Obviously there’s more to it than just this, but I too have been struck by how often social conservatives continue to act as though they belong to a beleaguered little band desperately fighting off the tyranny of omnipresent liberalism ? despite the fact that liberals haven’t consistently controlled any branch of government for a quarter century. There’s little question that it’s a common thread, and one that they find tremendously motivating. Just go to your local bookstore to see what I mean.

But there’s a bigger problem at work here than just a conservative sense of paranoia that has long since lost its moorings with reality. The problem is that recently liberals have begun to share it.

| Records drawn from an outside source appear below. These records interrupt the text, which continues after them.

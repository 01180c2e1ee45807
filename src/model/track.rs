//! Track entity.

use std::time::Duration;

use serde::Deserialize;

use super::{Album, Artist, WireAlbum, WireArtist};

/// Track as sent on the wire. The containing `album` and `popularity` only
/// appear in the full representation; a track embedded in an album's own
/// track page arrives without them.
#[derive(Debug, Clone, Deserialize)]
pub struct WireTrack {
    pub id: String,
    pub name: String,
    pub uri: String,
    pub duration_ms: u64,
    pub explicit: bool,
    pub track_number: u32,
    pub disc_number: Option<u32>,
    pub artists: Vec<WireArtist>,
    pub album: Option<Box<WireAlbum>>,
    pub popularity: Option<u32>,
    pub preview_url: Option<String>,
}

/// Mapped track.
#[derive(Debug, Clone, PartialEq)]
pub struct Track {
    pub id: String,
    pub name: String,
    pub uri: String,
    pub duration: Duration,
    pub explicit: bool,
    pub track_number: u32,
    pub disc_number: Option<u32>,
    pub artists: Vec<Artist>,
    pub album: Option<Box<Album>>,
    pub popularity: Option<u32>,
    pub preview_url: Option<String>,
}

impl From<WireTrack> for Track {
    fn from(wire: WireTrack) -> Self {
        Self {
            id: wire.id,
            name: wire.name,
            uri: wire.uri,
            duration: Duration::from_millis(wire.duration_ms),
            explicit: wire.explicit,
            track_number: wire.track_number,
            disc_number: wire.disc_number,
            artists: wire.artists.into_iter().map(Artist::from).collect(),
            album: wire.album.map(|album| Box::new(Album::from(*album))),
            popularity: wire.popularity,
            preview_url: wire.preview_url,
        }
    }
}

#[cfg(test)]
mod tests {
    use super::*;

    #[test]
    fn simplified_track_maps_without_album() {
        let wire: WireTrack = serde_json::from_value(serde_json::json!({
            "id": "11dFghVXANMlKmJXsNCbNl",
            "name": "Cut To The Feeling",
            "uri": "spotify:track:11dFghVXANMlKmJXsNCbNl",
            "duration_ms": 207959,
            "explicit": false,
            "track_number": 1,
            "artists": [{
                "id": "6sFIWsNpZYqfjUpaCgueju",
                "name": "Carly Rae Jepsen",
                "uri": "spotify:artist:6sFIWsNpZYqfjUpaCgueju"
            }]
        }))
        .unwrap();

        let track = Track::from(wire);
        assert_eq!(track.duration, Duration::from_millis(207_959));
        assert!(track.album.is_none());
        assert!(track.popularity.is_none());
        assert_eq!(track.artists.len(), 1);
    }
}
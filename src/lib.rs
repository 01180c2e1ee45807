//! Sonata Client
//!
//! Typed async client library for the Spotify Web API music catalog.
//!
//! # Features
//!
//! - **Authentication**: client-credentials, authorization-code and
//!   proof-key (PKCE) token flows, with explicit refresh
//! - **Typed catalog access**: albums, artists, tracks, playlists, shows,
//!   episodes and user profiles, mapped from the wire format into domain
//!   types
//! - **Paging**: offset and cursor paging envelopes, caller-driven
//! - **Search**: concurrent fan-out across object categories
//!
//! Every public operation returns `Result`; remote rejections arrive as
//! [`CatalogClientError::Api`] values, never as panics, and local
//! precondition violations are reported as
//! [`CatalogClientError::InvalidRequest`] before any request is sent.
//!
//! # Example
//!
//! ```ignore
//! use sonata_client::{AuthFlow, CatalogClient, ClientConfig, SearchKind, SearchOptions};
//!
//! #[tokio::main]
//! async fn main() -> Result<(), Box<dyn std::error::Error>> {
//!     let flow = AuthFlow::client_credentials("client-id", "client-secret");
//!     let client = CatalogClient::connect(ClientConfig::new(), flow).await?;
//!
//!     let album = client.albums().get("0sNOF9WDwhWunNAHPD3Baj", Some("US")).await?;
//!     println!("{}", album.name);
//!
//!     let results = client
//!         .search()
//!         .query("unusual", &[SearchKind::Album, SearchKind::Artist], &SearchOptions::default())
//!         .await?;
//!     println!("{} albums", results.albums.map_or(0, |page| page.total));
//!
//!     Ok(())
//! }
//! ```

mod albums;
mod artists;
mod auth;
mod client;
mod config;
mod error;
mod playlists;
mod search;
mod shows;
mod tracks;
mod users;

pub mod model;

// Re-export main types
pub use auth::{AuthFlow, AuthorizationPrompt, Credentials, Token};
pub use client::CatalogClient;
pub use config::ClientConfig;
pub use error::{AuthError, CatalogClientError, Result};

// Re-export endpoint bindings and their option types
pub use albums::{AlbumsClient, MAX_ALBUM_IDS};
pub use artists::{ArtistsClient, MAX_ARTIST_IDS};
pub use playlists::{
    CreatePlaylistOptions, PlaylistDetails, PlaylistsClient, MAX_PLAYLIST_ITEM_URIS,
};
pub use search::{SearchClient, SearchOptions, SearchResults};
pub use shows::ShowsClient;
pub use tracks::{TracksClient, MAX_TRACK_IDS};
pub use users::UsersClient;

// Commonly used model types at the crate root
pub use model::{
    Album, AlbumKind, Artist, CursorPage, Episode, Page, Playlist, PlaylistItem, ReleaseDate,
    ReleaseDatePrecision, SavedAlbum, SearchKind, Show, Track, User,
};
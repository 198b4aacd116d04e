//! End-to-end vacuum scenarios over local and remote backends.

use std::sync::atomic::{AtomicBool, AtomicU64, Ordering};
use std::sync::Arc;
use std::thread;
use std::time::{Duration, Instant};
use volstore_core::{CoreError, NeedleId, StoreConfig, VacuumCoordinator, VacuumPhase, VolumeId};
use volstore_testkit::{needle_data, populate_with_garbage, verify_population, TestStore};

const VID: VolumeId = VolumeId::new(1);

/// 1000-byte payloads make 1024-byte records.
const DATA_LEN: usize = 1000;
const RECORD_LEN: u64 = 1024;

fn read_file(store: &TestStore, name: &str) -> Vec<u8> {
    std::fs::read(store.file_path(name).unwrap()).unwrap()
}

fn file_exists(store: &TestStore, name: &str) -> bool {
    store.file_path(name).unwrap().exists()
}

#[test]
fn vacuum_reclaims_deleted_space() {
    let store = TestStore::disk();
    let volume = store.create_volume(VID).unwrap();
    let population = populate_with_garbage(&volume, 100, DATA_LEN, 0.4).unwrap();
    let vacuum = VacuumCoordinator::new(Arc::clone(&store.store));

    let ratio = vacuum.check(VID).unwrap();
    assert!((ratio - 0.4).abs() < 0.02, "ratio was {ratio}");

    vacuum.compact(VID, 0).unwrap().run().unwrap();
    let outcome = vacuum.commit(VID).unwrap();
    assert!(!outcome.is_read_only);
    assert_eq!(outcome.volume_size, 16 + 60 * RECORD_LEN);

    vacuum.cleanup(VID).unwrap();
    assert!(!file_exists(&store, "1.g0.dat"));
    assert!(file_exists(&store, "1.g1.dat"));
    assert!(file_exists(&store, "1.g1.cmt"));
    assert_eq!(volume.garbage_ratio(), 0.0);
    verify_population(&volume, &population).unwrap();
}

#[test]
fn vacuum_crash_during_compaction_keeps_old_generation() {
    let store = TestStore::disk();
    let volume = store.create_volume(VID).unwrap();
    let population = populate_with_garbage(&volume, 100, DATA_LEN, 0.4).unwrap();
    volume.sync().unwrap();
    let before = read_file(&store, "1.g0.dat");

    store.backend.only_paths(".g1.");
    store.backend.crash_after(5000);

    let vacuum = VacuumCoordinator::new(Arc::clone(&store.store));
    let results: Vec<_> = vacuum.compact(VID, 0).unwrap().collect();
    assert!(matches!(results.last(), Some(Err(CoreError::Storage(_)))));
    assert!(store.backend.has_crashed());

    assert_eq!(volume.phase(), VacuumPhase::Aborted);
    assert!(!file_exists(&store, "1.g1.dat"));
    assert_eq!(read_file(&store, "1.g0.dat"), before);
    verify_population(&volume, &population).unwrap();

    // The volume takes writes again and a later vacuum succeeds.
    store.backend.reset();
    volume
        .write_needle(NeedleId::new(500), b"after crash")
        .unwrap();
    vacuum.compact(VID, 0).unwrap().run().unwrap();
    vacuum.commit(VID).unwrap();
    verify_population(&volume, &population).unwrap();
}

#[test]
fn vacuum_commit_marker_failure_is_retryable() {
    let store = TestStore::disk();
    let volume = store.create_volume(VID).unwrap();
    let population = populate_with_garbage(&volume, 40, DATA_LEN, 0.5).unwrap();
    let vacuum = VacuumCoordinator::new(Arc::clone(&store.store));
    vacuum.compact(VID, 0).unwrap().run().unwrap();

    store.backend.only_paths(".cmt");
    store.backend.set_fail_on_open(true);
    assert!(vacuum.commit(VID).is_err());

    assert_eq!(volume.phase(), VacuumPhase::Compacted);
    assert_eq!(volume.generation().as_u64(), 0);
    assert!(!volume.is_read_only());
    assert!(!file_exists(&store, "1.g1.cmt"));
    verify_population(&volume, &population).unwrap();

    store.backend.reset();
    vacuum.commit(VID).unwrap();
    assert_eq!(volume.generation().as_u64(), 1);
    verify_population(&volume, &population).unwrap();
}

#[test]
fn vacuum_restart_discards_unfinished_compaction() {
    let mut store = TestStore::disk_with(StoreConfig::default().compaction_batch_bytes(4096));
    let volume = store.create_volume(VID).unwrap();
    let population = populate_with_garbage(&volume, 50, DATA_LEN, 0.4).unwrap();
    volume.sync().unwrap();

    // The process dies mid-compaction: nothing gets to clean up.
    let vacuum = VacuumCoordinator::new(Arc::clone(&store.store));
    let mut stream = vacuum.compact(VID, 0).unwrap();
    stream.next().unwrap().unwrap();
    std::mem::forget(stream);
    assert!(file_exists(&store, "1.g1.dat"));

    let restarted = store.restart().unwrap();
    assert!(!file_exists(&store, "1.g1.dat"));
    let volume = restarted.volume(VID).unwrap();
    assert_eq!(volume.generation().as_u64(), 0);
    assert_eq!(volume.phase(), VacuumPhase::Idle);
    verify_population(&volume, &population).unwrap();
}

#[test]
fn vacuum_restart_keeps_finished_compaction() {
    let mut store = TestStore::disk();
    let volume = store.create_volume(VID).unwrap();
    let population = populate_with_garbage(&volume, 30, DATA_LEN, 0.4).unwrap();
    VacuumCoordinator::new(Arc::clone(&store.store))
        .compact(VID, 0)
        .unwrap()
        .run()
        .unwrap();
    assert!(file_exists(&store, "1.g1.cpt"));

    let restarted = store.restart().unwrap();
    let volume = restarted.volume(VID).unwrap();
    assert_eq!(volume.phase(), VacuumPhase::Compacted);
    assert_eq!(volume.generation().as_u64(), 0);
    assert!(matches!(
        volume.write_needle(NeedleId::new(900), b"x"),
        Err(CoreError::VacuumInProgress { .. })
    ));

    let vacuum = VacuumCoordinator::new(restarted);
    vacuum.commit(VID).unwrap();
    assert!(!file_exists(&store, "1.g1.cpt"));
    assert_eq!(volume.generation().as_u64(), 1);
    verify_population(&volume, &population).unwrap();
}

#[test]
fn vacuum_restart_after_commit_resumes_cleanup() {
    let mut store = TestStore::disk();
    let volume = store.create_volume(VID).unwrap();
    let population = populate_with_garbage(&volume, 30, DATA_LEN, 0.4).unwrap();
    let vacuum = VacuumCoordinator::new(Arc::clone(&store.store));
    vacuum.compact(VID, 0).unwrap().run().unwrap();
    let outcome = vacuum.commit(VID).unwrap();

    let restarted = store.restart().unwrap();
    let volume = restarted.volume(VID).unwrap();
    assert_eq!(volume.generation().as_u64(), 1);
    assert_eq!(volume.phase(), VacuumPhase::CleaningUp);
    assert_eq!(volume.content_size(), outcome.volume_size);
    verify_population(&volume, &population).unwrap();

    let vacuum = VacuumCoordinator::new(restarted);
    vacuum.cleanup(VID).unwrap();
    assert_eq!(volume.phase(), VacuumPhase::Idle);
    assert!(!file_exists(&store, "1.g0.dat"));

    vacuum.cleanup(VID).unwrap();
    assert!(file_exists(&store, "1.g1.dat"));
    verify_population(&volume, &population).unwrap();
}

#[test]
fn vacuum_dropped_stream_removes_partial_file() {
    let store = TestStore::disk_with(StoreConfig::default().compaction_batch_bytes(2048));
    let volume = store.create_volume(VID).unwrap();
    populate_with_garbage(&volume, 20, DATA_LEN, 0.25).unwrap();
    let vacuum = VacuumCoordinator::new(Arc::clone(&store.store));

    let mut stream = vacuum.compact(VID, 0).unwrap();
    let first = stream.next().unwrap().unwrap();
    assert!(first.processed_bytes >= 2048);
    drop(stream);

    assert_eq!(volume.phase(), VacuumPhase::Aborted);
    assert!(!file_exists(&store, "1.g1.dat"));
    volume
        .write_needle(NeedleId::new(99), b"writable again")
        .unwrap();
}

#[test]
fn vacuum_concurrent_reads_during_commit() {
    let store = TestStore::disk_with(StoreConfig::default().compaction_batch_bytes(8192));
    let volume = store.create_volume(VID).unwrap();
    let population = populate_with_garbage(&volume, 200, 512, 0.4).unwrap();
    let vacuum = VacuumCoordinator::new(Arc::clone(&store.store));

    let stop = AtomicBool::new(false);
    let reads = AtomicU64::new(0);
    thread::scope(|s| {
        for worker in 0..4 {
            let volume = &volume;
            let population = &population;
            let stop = &stop;
            let reads = &reads;
            s.spawn(move || {
                let mut i = worker;
                while !stop.load(Ordering::SeqCst) {
                    let id = population.live[i % population.live.len()];
                    let data = volume.read_needle(id).expect("live needle must stay readable");
                    assert_eq!(data, needle_data(id, 512));
                    reads.fetch_add(1, Ordering::SeqCst);
                    i += 1;
                }
            });
        }

        for progress in vacuum.compact(VID, 0).unwrap() {
            progress.unwrap();
        }
        vacuum.commit(VID).unwrap();
        vacuum.cleanup(VID).unwrap();

        // Keep reading across the new generation for a moment.
        let after_commit = reads.load(Ordering::SeqCst);
        let deadline = Instant::now() + Duration::from_secs(5);
        while reads.load(Ordering::SeqCst) < after_commit + 100 && Instant::now() < deadline {
            thread::yield_now();
        }
        stop.store(true, Ordering::SeqCst);
    });

    assert_eq!(volume.generation().as_u64(), 1);
    verify_population(&volume, &population).unwrap();
}

#[test]
fn vacuum_on_remote_backend() {
    let store = TestStore::remote_with(StoreConfig::default().compaction_batch_bytes(4096));
    let volume = store.create_volume(VID).unwrap();
    let population = populate_with_garbage(&volume, 60, 500, 0.4).unwrap();
    let vacuum = VacuumCoordinator::new(Arc::clone(&store.store));

    assert!(vacuum.check(VID).unwrap() > 0.35);
    let samples = vacuum
        .compact(VID, 0)
        .unwrap()
        .collect::<Result<Vec<_>, _>>()
        .unwrap();
    assert!(samples.len() > 1);
    vacuum.commit(VID).unwrap();
    vacuum.cleanup(VID).unwrap();

    let paths = store.namespace.as_ref().unwrap().paths();
    assert!(paths.iter().any(|p| p.ends_with("1.g1.dat")));
    assert!(paths.iter().any(|p| p.ends_with("1.g1.cmt")));
    assert!(!paths.iter().any(|p| p.ends_with("1.g0.dat")));
    verify_population(&volume, &population).unwrap();
}

#[test]
fn vacuum_rejects_second_compaction() {
    let store = TestStore::disk_with(StoreConfig::default().compaction_batch_bytes(1024));
    let volume = store.create_volume(VID).unwrap();
    populate_with_garbage(&volume, 10, DATA_LEN, 0.5).unwrap();
    let vacuum = VacuumCoordinator::new(Arc::clone(&store.store));

    let _running = vacuum.compact(VID, 0).unwrap();
    assert!(matches!(
        vacuum.compact(VID, 0),
        Err(CoreError::VacuumInProgress { .. })
    ));
    assert!(matches!(
        vacuum.commit(VID),
        Err(CoreError::InvalidPhase {
            phase: VacuumPhase::Compacting,
            ..
        })
    ));
}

It’s a common complaint (on both right and left) that liberals no longer have any real grand motivating vision, and I think there’s a lot of truth to it. But despite lots of highminded talk, neither do conservatives. Their only real vision appears to be to fight liberalism. Again, go to your local bookstore to see what I mean.

So what we’re left with is little more than conservatives who are appalled with liberalism and liberals who are appalled by conservatism. There’s really not much of a vision on either side, unless you consider tearing down the last 60 years of social progress a vision. Our current political deadlock will probably remain until one side or the other comes up with one.